O agora é o ontem, no cume de guerra fria e a linha chilena ruminantes no Brasil. Daí, o debate óbvio e que obviamente não cabe em rede aberta, é observar o que cada agrupação, corrente, tendência, coletivo, federação, organização, partido e movimento fará diante de uma democracia aparente e um projeto totalitário e ultraliberal no Planalto. Se do lado de cá tudo é ainda especulação, do lado de lá, posso apostar em um avanço na criminalização da luta política e a judicialização do debate cibernético. E, ao contrário do que ocorre com Trump, aqui o "Estado profundo" parece querer mergulhar de cabeça na distopia neo integralista onde o fantasma de Olympio Mourão faz morada. O tema é tão delicado que paro por aqui, mas corroboro - neste quesito - a análise quanto ao papel da Lava-Jato e quem a apoia incondicionalmente feita pelo liberal semi arrependido Reinaldo Azevedo. Este, antes de deitar baboseira no panfleto dos Civita - onde não está mais - deveria ter relido o Golbery e, tal como o Dr. Frankenstein, se dado conta: "eu criei um monstro!". Neste caso, não se trata somente do hoje âncora de programa líder na Bandnews. Quantos e tantos que ajudaram a criar o monstro e agora sequer sabem o que fazer e nem para onde correr.
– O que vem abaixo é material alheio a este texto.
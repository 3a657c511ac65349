use std::sync::Arc;
use std::time::{Duration, Instant};

use futures::future::join_all;
use tokio::sync::broadcast;

use crate::broadcast::{BroadcastHub, EvictionCause};
use crate::config::WebSocketConfig;
use crate::metrics::{ConnectionMetrics, HeartbeatMetrics};
use crate::websocket::OutboundMessage;

/// Maximum concurrent heartbeat sends to avoid overwhelming the system
const MAX_CONCURRENT_HEARTBEATS: usize = 1000;

/// Background task for heartbeat and stale connection cleanup
pub struct HeartbeatTask {
    config: WebSocketConfig,
    hub: Arc<BroadcastHub>,
    shutdown: broadcast::Receiver<()>,
}

impl HeartbeatTask {
    pub fn new(
        config: WebSocketConfig,
        hub: Arc<BroadcastHub>,
        shutdown: broadcast::Receiver<()>,
    ) -> Self {
        Self {
            config,
            hub,
            shutdown,
        }
    }

    /// Run the heartbeat and cleanup loops until shutdown
    pub async fn run(mut self) {
        let heartbeat_interval = Duration::from_secs(self.config.heartbeat_interval.max(1));
        let cleanup_interval = Duration::from_secs(self.config.cleanup_interval.max(1));
        let connection_timeout = self.config.connection_timeout;

        let mut heartbeat_timer = tokio::time::interval(heartbeat_interval);
        let mut cleanup_timer = tokio::time::interval(cleanup_interval);

        // Skip immediate first tick
        heartbeat_timer.tick().await;
        cleanup_timer.tick().await;

        tracing::info!(
            heartbeat_interval_secs = self.config.heartbeat_interval,
            cleanup_interval_secs = self.config.cleanup_interval,
            connection_timeout_secs = connection_timeout,
            "Heartbeat task started"
        );

        loop {
            tokio::select! {
                _ = self.shutdown.recv() => {
                    tracing::info!("Heartbeat task received shutdown signal");
                    break;
                }
                _ = heartbeat_timer.tick() => {
                    self.send_heartbeats().await;
                }
                _ = cleanup_timer.tick() => {
                    self.evict_stale_connections(connection_timeout);
                }
            }
        }

        tracing::info!("Heartbeat task stopped");
    }

    /// Ping every connection; the hub evicts any whose send fails or times out
    async fn send_heartbeats(&self) -> usize {
        let connections = self.hub.registry().all_connections();
        let total = connections.len();

        if total == 0 {
            return 0;
        }

        let start = Instant::now();
        let mut failed = 0;

        for batch in connections.chunks(MAX_CONCURRENT_HEARTBEATS) {
            let sends = batch
                .iter()
                .map(|conn| self.hub.send_to(conn, OutboundMessage::Ping));
            failed += join_all(sends)
                .await
                .into_iter()
                .filter(Result::is_err)
                .count();
        }

        let elapsed_ms = start.elapsed().as_millis() as u64;
        HeartbeatMetrics::record_duration_ms(elapsed_ms);
        ConnectionMetrics::update_from_stats(&self.hub.registry().stats());

        tracing::debug!(
            total = total,
            failed = failed,
            elapsed_ms = elapsed_ms,
            "Heartbeat round completed"
        );

        // Warn if heartbeat round is taking too long
        if elapsed_ms > (self.config.heartbeat_interval * 1000 / 2) {
            tracing::warn!(
                elapsed_ms = elapsed_ms,
                heartbeat_interval_ms = self.config.heartbeat_interval * 1000,
                connections = total,
                "Heartbeat round took more than 50% of interval"
            );
        }

        failed
    }

    /// Evict connections with no inbound activity within `timeout_secs`
    fn evict_stale_connections(&self, timeout_secs: u64) -> usize {
        let stale = self.hub.registry().find_stale_connections(timeout_secs);
        let evicted = stale
            .iter()
            .filter(|conn| self.hub.evict(conn, EvictionCause::Stale))
            .count();

        if evicted > 0 {
            tracing::info!(
                evicted = evicted,
                timeout_secs = timeout_secs,
                "Evicted stale connections"
            );
        }

        evicted
    }
}

#[cfg(test)]
mod tests {
    use super::*;
    use crate::broadcast::HubConfig;
    use crate::connection_manager::{ConnectionHandle, ConnectionRegistry};
    use tokio::sync::mpsc;

    fn hub() -> Arc<BroadcastHub> {
        let hub = Arc::new(BroadcastHub::new(
            Arc::new(ConnectionRegistry::new()),
            HubConfig {
                send_timeout: Duration::from_millis(100),
            },
        ));
        hub.start();
        hub
    }

    fn connect(
        hub: &BroadcastHub,
        user_id: &str,
    ) -> (Arc<ConnectionHandle>, mpsc::Receiver<OutboundMessage>) {
        let (tx, rx) = mpsc::channel(10);
        let handle = Arc::new(ConnectionHandle::new(1, user_id.to_string(), tx));
        hub.registry().admit(handle.clone()).unwrap();
        (handle, rx)
    }

    #[tokio::test]
    async fn test_heartbeat_task_shutdown() {
        let (shutdown_tx, shutdown_rx) = broadcast::channel(1);
        let task = HeartbeatTask::new(WebSocketConfig::default(), hub(), shutdown_rx);

        let handle = tokio::spawn(async move {
            task.run().await;
        });

        tokio::time::sleep(Duration::from_millis(100)).await;
        shutdown_tx.send(()).unwrap();

        tokio::time::timeout(Duration::from_secs(2), handle)
            .await
            .expect("Task should complete")
            .expect("Task should not panic");
    }

    #[tokio::test]
    async fn test_heartbeat_sends_ping_to_connections() {
        let config = WebSocketConfig {
            heartbeat_interval: 1,
            connection_timeout: 60,
            cleanup_interval: 60,
            ..Default::default()
        };
        let hub = hub();
        let (_handle, mut rx) = connect(&hub, "user1");
        // Skip the connection snapshot
        rx.recv().await.unwrap();

        let (shutdown_tx, shutdown_rx) = broadcast::channel(1);
        let task = HeartbeatTask::new(config, hub, shutdown_rx);
        let task_handle = tokio::spawn(async move {
            task.run().await;
        });

        let msg = tokio::time::timeout(Duration::from_secs(3), rx.recv())
            .await
            .expect("Should receive heartbeat")
            .expect("Channel should not be closed");
        assert!(matches!(msg, OutboundMessage::Ping));

        shutdown_tx.send(()).unwrap();
        let _ = task_handle.await;
    }

    #[tokio::test]
    async fn test_heartbeat_evicts_dead_connection() {
        let hub = hub();
        let (alive, _alive_rx) = connect(&hub, "alive");
        let (dead, dead_rx) = connect(&hub, "dead");
        drop(dead_rx);

        let (_tx, shutdown_rx) = broadcast::channel(1);
        let task = HeartbeatTask::new(WebSocketConfig::default(), hub.clone(), shutdown_rx);

        assert_eq!(task.send_heartbeats().await, 1);
        assert!(dead.is_evicted());
        assert!(!alive.is_evicted());
        assert_eq!(hub.registry().active_users(1), vec!["alive".to_string()]);
    }

    #[tokio::test]
    async fn test_stale_connections_are_evicted() {
        let hub = hub();
        let (fresh, _fresh_rx) = connect(&hub, "fresh");
        let (stale, _stale_rx) = connect(&hub, "stale");
        stale.set_last_activity(chrono::Utc::now() - chrono::Duration::seconds(600));

        let (_tx, shutdown_rx) = broadcast::channel(1);
        let task = HeartbeatTask::new(WebSocketConfig::default(), hub.clone(), shutdown_rx);

        assert_eq!(task.evict_stale_connections(120), 1);
        assert!(stale.is_evicted());
        assert!(!fresh.is_evicted());
        assert_eq!(hub.registry().user_connection_count("stale"), 0);
    }
}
Da banda de cá de novo, será a hora de rumar no sentido da bela estrofe do mais célebre hino antifascista, a Canção do Expedicionário, marcha da Força Expedicionária Brasileira (FEB)
"esse 'V' que simboliza, a vitória que virá, Nossa vitória final".
Tenho muita esperança no sentido coletivo das brasileiras e dos brasileiros. Vale lembrar que o povo se armou de voluntários e obrigou o Estado Novo a ir à guerra contra o Eixo nazifascista. Na campanha da Itália, nossos heróis pracinhas enfrentaram tropas alemãs com mais de cinco anos de guerra e neve na altura do joelho. Os fascistas daqui, como Olympio Mourão ou o patético Eduardo Gomes, passaram a mesma guerra no Brasil, se escondendo atrás de uma mesa.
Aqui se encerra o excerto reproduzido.